Lucas pulled a stack of green money from his pocket. The smell of it hit Theodore's nose immediately. It smelt dirty, like it had been passed through many hands. Theodore thought the stench was familiar to that of iron. Or, that could have been the smell of the blood on his hands. No matter how much he washed them, it was always there. It would be until his blood was on another's hands. That was how it worked.
Quickly, Lucas doubled the amount that he had pulled out at first, taking another drag from the fag between his dirty lips. He looked as though he didn't know what soap and water was.
"You earned it this time, Theo. I wouldn't have taken that job."
Theodore pocketed the money, stashing it deep in the pocket of his jacket.
"Nolan has a job for you if you're interested," said Lucas. "Talk to him. He'll give you all the details."
"I will do," said Theodore, though he was unsure if he would. "And, it wasn't my fifteenth. It was my hundredth."

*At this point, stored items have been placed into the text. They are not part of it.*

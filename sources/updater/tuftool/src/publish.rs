//! The release builder: every operation that produces a new set of signed metadata.
//!
//! Each operation takes the repository lock, builds and signs all of the affected roles in
//! memory, and only then writes anything. A missing key or an unmet threshold therefore aborts
//! before a single file changes.

use crate::archive;
use crate::error::{self, Result};
use crate::key::{sign_role, sign_root_successor, KeyPair};
use crate::repo::{encode, Repository};
use crate::write_atomic;
use log::{debug, info};
use semver::Version;
use snafu::{ensure, OptionExt, ResultExt};
use std::fs;
use std::num::NonZeroU64;
use std::path::{Path, PathBuf};
use tuf_schema::{Hashes, RoleKeys, RoleType, Root, Target, TargetCustom, Targets};

/// What a successful publication produced.
#[derive(Debug, Clone, PartialEq)]
pub struct PublishedRelease {
    pub version: Version,
    /// The target path, `<name>-<version>.tar.gz`.
    pub path: String,
    /// Where the archive was written in the targets directory, per the configured layout.
    pub archive: PathBuf,
    pub target: Target,
    pub targets_version: NonZeroU64,
    pub snapshot_version: NonZeroU64,
    pub timestamp_version: NonZeroU64,
}

impl Repository {
    /// Packages `artifact` as version `version` of the application and publishes it.
    ///
    /// `version` must be greater than every version already published.
    pub fn publish(&self, version: &Version, artifact: &[u8]) -> Result<PublishedRelease> {
        let _lock = self.lock()?;
        self.check_monotonic(version)?;
        let archive = archive::create(&self.config().app_name, artifact)?;
        self.release(version, &archive)
    }

    /// Like [`Repository::publish`], reading the artifact from `path`.
    pub fn publish_file(&self, version: &Version, path: &Path) -> Result<PublishedRelease> {
        let artifact = fs::read(path).context(error::FileReadSnafu { path })?;
        self.publish(version, &artifact)
    }

    /// Publishes an archive that was already packaged elsewhere.
    pub fn add(&self, version: &Version, archive: &Path) -> Result<PublishedRelease> {
        let _lock = self.lock()?;
        self.check_monotonic(version)?;
        let bytes = fs::read(archive).context(error::FileReadSnafu { path: archive })?;
        self.release(version, &bytes)
    }

    /// Re-signs snapshot and timestamp with new versions and expirations, leaving targets as is.
    pub fn refresh(&self) -> Result<()> {
        let _lock = self.lock()?;
        let root = self.load_required::<Root>()?.signed;
        let targets = encode(&self.load_required::<Targets>()?)?;
        let keyring = self.keyring()?;
        let [snapshot, timestamp] = self.sign_snapshot_and_timestamp(&root, &keyring, &targets)?;
        info!(
            "Refreshed snapshot (version {}) and timestamp (version {})",
            snapshot.version(),
            timestamp.version()
        );
        self.store()
            .save_all(&[snapshot, timestamp])
            .context(error::StoreSnafu)
    }

    /// Replaces the keys of `role` with freshly generated ones.
    ///
    /// The new root is signed by the current root keys and by its own, so existing clients can
    /// follow the rotation. Targets (when its keys rotate), snapshot and timestamp are re-signed
    /// under the new root. Old key files are deleted once the new metadata is written.
    pub fn rotate_key(&self, role: RoleType) -> Result<Root> {
        let _lock = self.lock()?;
        let current = self.load_required::<Root>()?.signed;
        let mut keyring = self.keyring()?;

        let threshold = current
            .roles
            .get(&role)
            .map_or(NonZeroU64::MIN, |role_keys| role_keys.threshold);
        let retired: Vec<_> = current
            .roles
            .get(&role)
            .map(|role_keys| role_keys.keyids.clone())
            .unwrap_or_default();

        let mut next = current.clone();
        next.version = current.version.saturating_add(1);
        next.expires = self.expires(RoleType::Root);
        let mut keyids = Vec::new();
        for _ in 0..threshold.get() {
            let pair = KeyPair::generate()?;
            let public = pair.public_key();
            let keyid = keyring.add(role, pair)?;
            next.keys.insert(keyid.clone(), public);
            keyids.push(keyid);
        }
        next.roles.insert(role, RoleKeys { keyids, threshold });
        next.keys
            .retain(|keyid, _| next.roles.values().any(|rk| rk.keyids.contains(keyid)));

        let signed_root = encode(&sign_root_successor(&current, &keyring, next.clone())?)?;
        let mut docs = vec![signed_root];

        let mut targets = self.load_required::<Targets>()?;
        if role == RoleType::Targets {
            targets.signed.version = self.next_version::<Targets>()?;
            targets.signed.expires = self.expires(RoleType::Targets);
            targets = sign_role(&next, &keyring, targets.signed)?;
            docs.push(encode(&targets)?);
        }
        let targets = encode(&targets)?;
        let [snapshot, timestamp] = self.sign_snapshot_and_timestamp(&next, &keyring, &targets)?;
        docs.push(snapshot);
        docs.push(timestamp);

        keyring.save(self.passphrase())?;
        self.store().save_all(&docs).context(error::StoreSnafu)?;
        for keyid in &retired {
            if !next.keys.contains_key(keyid) {
                keyring.remove(role, keyid)?;
            }
        }
        info!("Rotated {} keys; root is now version {}", role, next.version);
        Ok(next)
    }

    fn check_monotonic(&self, version: &Version) -> Result<()> {
        let name = &self.config().app_name;
        if let Some(latest) = self.versions()?.pop() {
            ensure!(
                *version > latest,
                error::NonMonotonicVersionSnafu {
                    name,
                    version: version.clone(),
                    latest,
                }
            );
        }
        Ok(())
    }

    /// Adds `archive` as a target and signs targets, snapshot and timestamp. The caller holds the
    /// lock and has checked the version.
    fn release(&self, version: &Version, archive: &[u8]) -> Result<PublishedRelease> {
        let name = self.config().app_name.clone();
        let root = self.load_required::<Root>()?.signed;
        let mut targets = self.load_required::<Targets>()?.signed;

        let path = Target::archive_name(&name, version);
        let target = Target {
            length: archive.len() as u64,
            hashes: Hashes::compute(archive),
            custom: TargetCustom {
                name,
                version: version.clone(),
            },
        };
        targets.version = self.next_version::<Targets>()?;
        targets.expires = self.expires(RoleType::Targets);
        targets.targets.insert(path.clone(), target.clone());

        let keyring = self.keyring()?;
        let targets = encode(&sign_role(&root, &keyring, targets)?)?;
        let [snapshot, timestamp] = self.sign_snapshot_and_timestamp(&root, &keyring, &targets)?;
        debug!("Signed targets, snapshot and timestamp for {}", path);

        let archive_path = self
            .targets_dir()
            .join(self.config().target_layout.location(&path, version));
        let archive_dir = archive_path
            .parent()
            .context(error::PathParentSnafu { path: &archive_path })?;
        fs::create_dir_all(archive_dir).context(error::DirCreateSnafu { path: archive_dir })?;
        write_atomic(&archive_path, archive)?;

        let release = PublishedRelease {
            version: version.clone(),
            path,
            archive: archive_path,
            target,
            targets_version: targets.version(),
            snapshot_version: snapshot.version(),
            timestamp_version: timestamp.version(),
        };
        self.store()
            .save_all(&[targets, snapshot, timestamp])
            .context(error::StoreSnafu)?;
        info!(
            "Published {} (targets {}, snapshot {}, timestamp {})",
            release.path, release.targets_version, release.snapshot_version, release.timestamp_version
        );
        Ok(release)
    }
}

#[cfg(test)]
mod tests {
    use crate::config::RepoConfig;
    use crate::error::Error;
    use crate::Repository;
    use semver::Version;
    use std::fs;
    use std::num::NonZeroU64;
    use tuf_schema::{RoleType, Root, Snapshot, TargetLayout, Targets, Timestamp};

    fn v(s: &str) -> Version {
        Version::parse(s).unwrap()
    }

    fn repo() -> (tempfile::TempDir, Repository) {
        let dir = tempfile::tempdir().unwrap();
        let repo = Repository::init(dir.path(), RepoConfig::new("demo"), None).unwrap();
        (dir, repo)
    }

    fn latest_versions(repo: &Repository) -> [u64; 3] {
        let store = repo.store();
        [
            store.load::<Targets>().unwrap().unwrap().signed.version.get(),
            store.load::<Snapshot>().unwrap().unwrap().signed.version.get(),
            store.load::<Timestamp>().unwrap().unwrap().signed.version.get(),
        ]
    }

    #[test]
    fn init_publishes_version_one() {
        let (dir, repo) = repo();
        assert_eq!(latest_versions(&repo), [1, 1, 1]);
        assert!(repo.versions().unwrap().is_empty());
        let root = repo.store().load::<Root>().unwrap().unwrap();
        root.signed.verify_role(&root).unwrap();
        assert!(matches!(
            Repository::init(dir.path(), RepoConfig::new("demo"), None),
            Err(Error::AlreadyInitialized { .. })
        ));
    }

    #[test]
    fn publish_bumps_every_counter() {
        let (_dir, repo) = repo();
        let first = repo.publish(&v("1.0.0"), b"one").unwrap();
        assert_eq!(first.path, "demo-1.0.0.tar.gz");
        assert!(first.archive.is_file());
        assert_eq!(latest_versions(&repo), [2, 2, 2]);

        repo.publish(&v("1.0.2"), b"two").unwrap();
        assert_eq!(latest_versions(&repo), [3, 3, 3]);
        assert_eq!(repo.versions().unwrap(), vec![v("1.0.0"), v("1.0.2")]);

        let root = repo.store().load::<Root>().unwrap().unwrap().signed;
        let targets = repo.store().load::<Targets>().unwrap().unwrap();
        root.verify_role(&targets).unwrap();
        let snapshot = repo.store().load::<Snapshot>().unwrap().unwrap();
        assert_eq!(
            snapshot.signed.targets_meta().unwrap().version,
            targets.signed.version
        );
    }

    #[test]
    fn non_monotonic_publish_changes_nothing() {
        let (_dir, repo) = repo();
        repo.publish(&v("1.0.2"), b"two").unwrap();
        let before = fs::read(repo.metadata_dir().join("timestamp.json")).unwrap();

        for version in ["1.0.1", "1.0.2"] {
            assert!(matches!(
                repo.publish(&v(version), b"again"),
                Err(Error::NonMonotonicVersion { .. })
            ));
        }
        assert_eq!(
            fs::read(repo.metadata_dir().join("timestamp.json")).unwrap(),
            before
        );
        assert!(!repo.targets_dir().join("demo-1.0.1.tar.gz").exists());
        assert_eq!(latest_versions(&repo), [2, 2, 2]);
    }

    #[test]
    fn missing_targets_key_aborts_without_writes() {
        let (_dir, repo) = repo();
        fs::remove_dir_all(repo.keys_dir().join("targets")).unwrap();
        let err = repo.publish(&v("1.0.0"), b"one").unwrap_err();
        assert!(matches!(
            err,
            Error::SignThreshold {
                role: RoleType::Targets,
                ..
            }
        ));
        assert_eq!(latest_versions(&repo), [1, 1, 1]);
        assert!(!repo.targets_dir().join("demo-1.0.0.tar.gz").exists());
        assert!(repo
            .store()
            .load_version::<Targets>(NonZeroU64::new(2).unwrap())
            .unwrap()
            .is_none());
    }

    #[test]
    fn refresh_keeps_targets() {
        let (_dir, repo) = repo();
        repo.publish(&v("1.0.0"), b"one").unwrap();
        repo.refresh().unwrap();
        assert_eq!(latest_versions(&repo), [2, 3, 3]);
    }

    #[test]
    fn rotated_root_is_accepted_by_old_root() {
        let (_dir, repo) = repo();
        let old = repo.store().load::<Root>().unwrap().unwrap().signed;
        let old_timestamp_key = old.roles[&RoleType::Timestamp].keyids.clone();

        let next = repo.rotate_key(RoleType::Timestamp).unwrap();
        assert_eq!(next.version.get(), 2);
        assert_ne!(next.roles[&RoleType::Timestamp].keyids, old_timestamp_key);
        assert!(!next.keys.contains_key(&old_timestamp_key[0]));

        let signed = repo
            .store()
            .load_version::<Root>(NonZeroU64::new(2).unwrap())
            .unwrap()
            .unwrap();
        old.verify_successor(&signed).unwrap();
        let timestamp = repo.store().load::<Timestamp>().unwrap().unwrap();
        next.verify_role(&timestamp).unwrap();
        assert!(old.verify_role(&timestamp).is_err());

        // Later publications sign with the new key.
        repo.publish(&v("2.0.0"), b"two").unwrap();
    }

    #[test]
    fn rotate_root_key() {
        let (_dir, repo) = repo();
        let old = repo.store().load::<Root>().unwrap().unwrap().signed;
        repo.rotate_key(RoleType::Root).unwrap();
        let signed = repo.store().load::<Root>().unwrap().unwrap();
        old.verify_successor(&signed).unwrap();
        assert_eq!(repo.keyring().unwrap().len(), 4);
    }

    #[test]
    fn release_layout_uses_tag_directories() {
        let dir = tempfile::tempdir().unwrap();
        let mut config = RepoConfig::new("demo");
        config.target_layout = TargetLayout::Release;
        let repo = Repository::init(dir.path(), config, None).unwrap();

        let release = repo.publish(&v("1.0.2"), b"two").unwrap();
        assert_eq!(release.path, "demo-1.0.2.tar.gz");
        assert_eq!(
            release.archive,
            repo.targets_dir().join("v1.0.2").join("demo-1.0.2.tar.gz")
        );
        assert!(release.archive.is_file());
        assert!(!repo.targets_dir().join("demo-1.0.2.tar.gz").exists());

        // The target path in metadata is the same for either layout.
        let targets = repo.store().load::<Targets>().unwrap().unwrap().signed;
        assert!(targets.targets.contains_key("demo-1.0.2.tar.gz"));
    }
}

He turned on the spot, tucked his cold hands into the pockets of his coat and exited Lucas' so-called office. It wasn't much of an office. It was just a rented unit just off a motorway exit. The light didn't even work and the table had been found alongside the road in five-foot high grass. It was the shittest office in the world.
Nobody noticed Theodore as he slipped through the streets like a shadow. He was nimble and fast, although broad and tall, and so he found himself to be ignored quite a bit. He could get away with quite anything, so he had found. There was something about the night that gave him hiding places which were in front of all eyes. Maybe it was the darkness, maybe it was the silence and the loudness that accompanied it or maybe if was just because people were too lost in their own worlds, but Theodore couldn't have cared less. The shadows were where he belonged.
#
"And, where do you think you've been?"
Theodore could have seen the disappointment on Josephine's unblemished face if he had looked, but he chose not to, preferring to keep his head down as he slipped through the door. The house was illuminated, almost like a police light in the middle of a dark, lightless forest. The place couldn't have seemed inconspicuous if he wanted it to.
"Theodore, I'm talking to you! Don't you dare turn your back when I'm asking you a question!"
Theodore ran a hand through his dark locks, threw his coat on the staircase and turned around. Josephine had her hands on her curvy hips, her brown hair reaching past her bottom. In her silk dressing gown and flip flops, she seemed to match in with their surroundings, much more than he ever would. She looked rich. She looked a million pounds on her own.
"Where have you been?" Josephine demanded. "I have been waiting for you to come home all night. You are obviously not drunk, so where were you?"
Josephine may have been wooed by the house, but she was no fool. Theodore knew her better than that. She was more clued up than he would liked to have acknowledged. He could not cover his tracks, especially after what he'd done last time.
"Lucas had a job for me."
Her face screwed up and her eyes mirrored slits.
"You told me you were done. You promised me."
Theodore knew what was coming. He sighed, sitting on the bottom of the staircase, rubbing his hands over his face. He knew how bad of a person he was. Josephine did not need to tell him what he already knew.
"Why, Fee?" she asked. "Why did you do it when I asked you specifically not to?"
Instead of replying, Theodore threw the stacks of money on the floor. That captured her attention, but not in the way it did with other girls. Josephine bent down, picked the money up and threw them back at him.
"You are risking your life, you are risking our relationship and you are risking prison just for a couple of thousand," she seethed. "I thought you were done with all that dodgy stuff. I told you to be done with all that. Is all of this really worth losing what you already have?"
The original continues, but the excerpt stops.